:: Source information ::

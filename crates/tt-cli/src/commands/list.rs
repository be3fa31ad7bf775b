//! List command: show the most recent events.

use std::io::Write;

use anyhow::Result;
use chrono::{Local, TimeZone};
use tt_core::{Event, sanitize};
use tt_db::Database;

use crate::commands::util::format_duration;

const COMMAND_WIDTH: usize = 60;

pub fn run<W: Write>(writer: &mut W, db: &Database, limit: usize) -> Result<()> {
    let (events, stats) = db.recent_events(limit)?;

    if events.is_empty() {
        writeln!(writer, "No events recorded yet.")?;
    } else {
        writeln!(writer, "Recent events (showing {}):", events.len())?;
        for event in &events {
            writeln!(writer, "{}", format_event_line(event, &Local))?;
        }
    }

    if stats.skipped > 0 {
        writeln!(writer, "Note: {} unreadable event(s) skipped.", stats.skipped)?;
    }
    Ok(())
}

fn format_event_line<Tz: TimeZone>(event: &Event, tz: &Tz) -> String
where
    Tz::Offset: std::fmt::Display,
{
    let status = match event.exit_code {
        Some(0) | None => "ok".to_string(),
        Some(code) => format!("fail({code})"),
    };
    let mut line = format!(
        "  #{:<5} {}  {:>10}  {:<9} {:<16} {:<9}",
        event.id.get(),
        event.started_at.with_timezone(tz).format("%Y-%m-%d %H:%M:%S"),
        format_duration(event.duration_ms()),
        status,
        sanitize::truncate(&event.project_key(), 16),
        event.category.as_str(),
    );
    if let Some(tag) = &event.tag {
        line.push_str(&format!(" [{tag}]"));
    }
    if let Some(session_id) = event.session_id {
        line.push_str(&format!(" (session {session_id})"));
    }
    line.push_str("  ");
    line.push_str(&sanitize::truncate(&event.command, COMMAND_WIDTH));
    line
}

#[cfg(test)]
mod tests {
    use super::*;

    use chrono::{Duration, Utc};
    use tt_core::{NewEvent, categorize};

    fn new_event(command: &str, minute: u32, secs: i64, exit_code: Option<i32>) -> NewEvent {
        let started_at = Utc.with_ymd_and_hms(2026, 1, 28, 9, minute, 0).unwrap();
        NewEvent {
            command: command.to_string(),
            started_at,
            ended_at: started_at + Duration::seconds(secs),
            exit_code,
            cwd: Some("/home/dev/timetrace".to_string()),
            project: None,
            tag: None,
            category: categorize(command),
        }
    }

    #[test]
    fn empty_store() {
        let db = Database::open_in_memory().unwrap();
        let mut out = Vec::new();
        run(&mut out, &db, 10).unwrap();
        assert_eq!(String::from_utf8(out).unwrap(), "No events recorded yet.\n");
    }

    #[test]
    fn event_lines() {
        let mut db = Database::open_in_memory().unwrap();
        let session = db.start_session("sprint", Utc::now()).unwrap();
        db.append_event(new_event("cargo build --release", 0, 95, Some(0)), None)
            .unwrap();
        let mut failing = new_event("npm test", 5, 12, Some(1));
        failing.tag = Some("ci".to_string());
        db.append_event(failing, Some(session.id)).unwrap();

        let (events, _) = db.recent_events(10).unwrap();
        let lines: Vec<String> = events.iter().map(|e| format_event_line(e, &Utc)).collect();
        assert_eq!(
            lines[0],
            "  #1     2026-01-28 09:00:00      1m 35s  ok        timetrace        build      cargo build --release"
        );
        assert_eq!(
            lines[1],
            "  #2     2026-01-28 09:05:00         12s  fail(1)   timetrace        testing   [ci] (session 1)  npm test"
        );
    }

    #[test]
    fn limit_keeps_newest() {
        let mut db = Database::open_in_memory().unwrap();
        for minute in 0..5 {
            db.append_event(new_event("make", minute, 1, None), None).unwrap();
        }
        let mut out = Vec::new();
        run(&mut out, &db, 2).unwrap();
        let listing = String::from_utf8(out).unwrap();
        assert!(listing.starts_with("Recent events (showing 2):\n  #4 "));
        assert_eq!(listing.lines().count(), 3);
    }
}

:::
:: Source information ::

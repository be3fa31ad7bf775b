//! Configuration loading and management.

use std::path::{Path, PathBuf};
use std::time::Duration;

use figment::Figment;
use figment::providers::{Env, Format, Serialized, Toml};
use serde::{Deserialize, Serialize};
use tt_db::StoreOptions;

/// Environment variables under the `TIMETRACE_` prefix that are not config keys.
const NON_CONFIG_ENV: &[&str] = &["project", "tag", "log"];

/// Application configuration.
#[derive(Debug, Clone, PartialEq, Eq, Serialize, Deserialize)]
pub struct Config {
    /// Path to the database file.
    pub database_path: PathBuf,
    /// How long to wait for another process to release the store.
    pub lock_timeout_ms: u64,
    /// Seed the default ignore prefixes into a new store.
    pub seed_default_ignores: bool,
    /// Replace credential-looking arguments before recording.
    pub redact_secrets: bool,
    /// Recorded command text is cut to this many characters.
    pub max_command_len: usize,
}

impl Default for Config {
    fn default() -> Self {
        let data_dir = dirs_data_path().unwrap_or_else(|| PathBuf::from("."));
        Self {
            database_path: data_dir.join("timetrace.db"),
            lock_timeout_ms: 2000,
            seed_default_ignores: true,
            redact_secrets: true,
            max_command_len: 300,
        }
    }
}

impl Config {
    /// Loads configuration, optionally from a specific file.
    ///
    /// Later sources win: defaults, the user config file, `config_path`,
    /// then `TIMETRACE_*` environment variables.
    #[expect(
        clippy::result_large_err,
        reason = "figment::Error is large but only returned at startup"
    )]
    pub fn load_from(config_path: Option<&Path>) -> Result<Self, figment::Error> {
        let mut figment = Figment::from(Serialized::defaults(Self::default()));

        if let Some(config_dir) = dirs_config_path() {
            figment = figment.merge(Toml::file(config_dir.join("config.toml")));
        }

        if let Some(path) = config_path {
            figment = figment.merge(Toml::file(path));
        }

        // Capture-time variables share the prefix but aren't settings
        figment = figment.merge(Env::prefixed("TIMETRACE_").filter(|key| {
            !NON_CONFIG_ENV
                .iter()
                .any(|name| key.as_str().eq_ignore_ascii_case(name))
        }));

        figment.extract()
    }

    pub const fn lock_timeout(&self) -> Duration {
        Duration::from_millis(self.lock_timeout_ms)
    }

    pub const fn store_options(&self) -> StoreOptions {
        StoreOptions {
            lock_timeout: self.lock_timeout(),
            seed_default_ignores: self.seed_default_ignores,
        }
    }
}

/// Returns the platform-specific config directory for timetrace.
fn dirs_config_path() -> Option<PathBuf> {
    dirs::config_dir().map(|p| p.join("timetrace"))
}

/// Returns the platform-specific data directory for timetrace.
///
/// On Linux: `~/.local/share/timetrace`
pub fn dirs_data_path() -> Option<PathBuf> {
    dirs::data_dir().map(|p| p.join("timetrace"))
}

:::

> Your task
Take the records above and return, word for word, only the lines that fall from the line with "const NON_CONFIG_ENV: &[&str]" to the line with "fn default() ->", both of them included.

> Result of this task
const NON_CONFIG_ENV: &[&str] = &["project", "tag", "log"];

/// Application configuration.
#[derive(Debug, Clone, PartialEq, Eq, Serialize, Deserialize)]
pub struct Config {
    /// Path to the database file.
    pub database_path: PathBuf,
    /// How long to wait for another process to release the store.
    pub lock_timeout_ms: u64,
    /// Seed the default ignore prefixes into a new store.
    pub seed_default_ignores: bool,
    /// Replace credential-looking arguments before recording.
    pub redact_secrets: bool,
    /// Recorded command text is cut to this many characters.
    pub max_command_len: usize,
}

impl Default for Config {
    fn default() -> Self {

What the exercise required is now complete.